Note that in your proof attempt, you didn't specify any conditions on the ring $R$ or on the module $M$ (e.g., $R$ is noetherian, $M$ is finitely generated), and without at least some additional conditions, there are known counterexamples to the claim of the Krull Intersection Theorem.

For example, see the following thread . . .

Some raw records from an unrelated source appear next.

//! # MonitorSet: synchronous fan-out over several monitors.
//!
//! ## What it guarantees
//! - Monitors are called in registration order.
//! - A panic inside one monitor is caught and logged; the remaining monitors still run.
//!
//! ## Diagram
//! ```text
//!    starting(&action) / finished(&action, err)
//!        │
//!        ├──► M1 (catch_unwind)
//!        ├──► M2 (catch_unwind)
//!        └──► MN (catch_unwind)
//! ```

use std::fmt;
use std::panic::{self, AssertUnwindSafe};
use std::sync::Arc;

use crate::actions::Action;
use crate::error::{ActionError, Panicked};

use super::monitor::Monitor;

/// Ordered collection of monitors.
#[derive(Clone, Default)]
pub struct MonitorSet {
    monitors: Vec<Arc<dyn Monitor>>,
}

impl MonitorSet {
    /// Creates a set from monitors, keeping their order.
    #[must_use]
    pub fn new(monitors: Vec<Arc<dyn Monitor>>) -> Self {
        Self { monitors }
    }

    /// Appends a monitor.
    pub fn push(&mut self, monitor: Arc<dyn Monitor>) {
        self.monitors.push(monitor);
    }

    /// Removes a monitor by identity; returns `true` if it was present.
    pub fn remove(&mut self, monitor: &Arc<dyn Monitor>) -> bool {
        let before = self.monitors.len();
        self.monitors.retain(|m| !Arc::ptr_eq(m, monitor));
        self.monitors.len() != before
    }

    /// Fans out `on_starting`.
    pub fn starting(&self, action: &dyn Action) {
        for monitor in &self.monitors {
            guarded(monitor.as_ref(), || monitor.on_starting(action));
        }
    }

    /// Fans out `on_finished`.
    pub fn finished(&self, action: &dyn Action, error: Option<&ActionError>) {
        for monitor in &self.monitors {
            guarded(monitor.as_ref(), || monitor.on_finished(action, error));
        }
    }

    /// True if there are no monitors.
    #[must_use]
    pub fn is_empty(&self) -> bool {
        self.monitors.is_empty()
    }

    /// Number of monitors.
    #[must_use]
    pub fn len(&self) -> usize {
        self.monitors.len()
    }
}

fn guarded(monitor: &dyn Monitor, call: impl FnOnce()) {
    if let Err(payload) = panic::catch_unwind(AssertUnwindSafe(call)) {
        let panicked = Panicked::from_payload(payload.as_ref());
        tracing::error!(monitor = monitor.name(), error = %panicked, "monitor panicked");
    }
}

impl fmt::Debug for MonitorSet {
    fn fmt(&self, f: &mut fmt::Formatter<'_>) -> fmt::Result {
        f.debug_list()
            .entries(self.monitors.iter().map(|m| m.name()))
            .finish()
    }
}

#[cfg(test)]
mod tests {
    use super::*;
    use crate::actions::ActionFn;
    use parking_lot::Mutex;

    #[derive(Default)]
    struct Recorder(Mutex<Vec<String>>);

    impl Monitor for Recorder {
        fn on_starting(&self, action: &dyn Action) {
            self.0.lock().push(format!("start {}", action.name()));
        }

        fn on_finished(&self, action: &dyn Action, error: Option<&ActionError>) {
            self.0
                .lock()
                .push(format!("finish {} {}", action.name(), error.is_some()));
        }
    }

    struct Faulty;

    impl Monitor for Faulty {
        fn on_starting(&self, _action: &dyn Action) {
            panic!("faulty monitor");
        }

        fn on_finished(&self, _action: &dyn Action, _error: Option<&ActionError>) {}
    }

    #[test]
    fn test_panicking_monitor_does_not_stop_fan_out() {
        let recorder = Arc::new(Recorder::default());
        let set = MonitorSet::new(vec![Arc::new(Faulty), recorder.clone()]);
        let action = ActionFn::arc("heartbeat", |_| Ok(()));

        set.starting(&*action);
        set.finished(&*action, Some(&ActionError::Aborted));

        assert_eq!(
            *recorder.0.lock(),
            vec!["start heartbeat".to_string(), "finish heartbeat true".to_string()]
        );
    }

    #[test]
    fn test_remove_by_identity() {
        let a: Arc<dyn Monitor> = Arc::new(Recorder::default());
        let b: Arc<dyn Monitor> = Arc::new(Recorder::default());
        let mut set = MonitorSet::new(vec![a.clone(), b.clone()]);

        assert!(set.remove(&a));
        assert!(!set.remove(&a));
        assert_eq!(set.len(), 1);
    }
}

$\qquad$https://mathoverflow.net/questions/71699

With regard to the issue of whether products commute with intersections . . .

In general, if 


*

*$R$ is a ring.$\\[4pt]$

*$I$ is an ideal of $R$.$\\[4pt]$

*$M$ is an $R$-module.$\\[4pt]$

*$S$ is a collection of sub-modules of $M$.


then we get
$$
I
\left(
\bigcap_{M\in S}M
\right)
\subseteq
\bigcap_{M\in S}IM 
$$
but the reverse inclusion need not hold.

In fact, products don't necessarily commute even with finite intersections.

As an example, let 


*

*$R=\mathbb{Z}$.$\\[4pt]$

*$I=(2)$.$\\[4pt]$

*$G$ be the finite abelian group $Z_4\times Z_6$.$\\[4pt]$

*$A$ be the $4$-element cyclic subgroup of $G$ generated by $(1,0)$.$\\[4pt]$

*$B$ be the $4$-element cyclic subgroup of $G$ generated by $(1,3)$.


Then 


*

*$A\cap B$ is the $2$-element cyclic subgroup of $G$ generated by $(2,0)$, hence $I(A \cap B)=0$.$\\[4pt]$

*$IA$ and $IB$ are both equal to the cyclic subgroup generated by $(2,0)$, hence
$IA\cap IB \ne 0$.


Thus, for this example, $I(A \cap B)$ is a proper subset of $IA \cap IB$.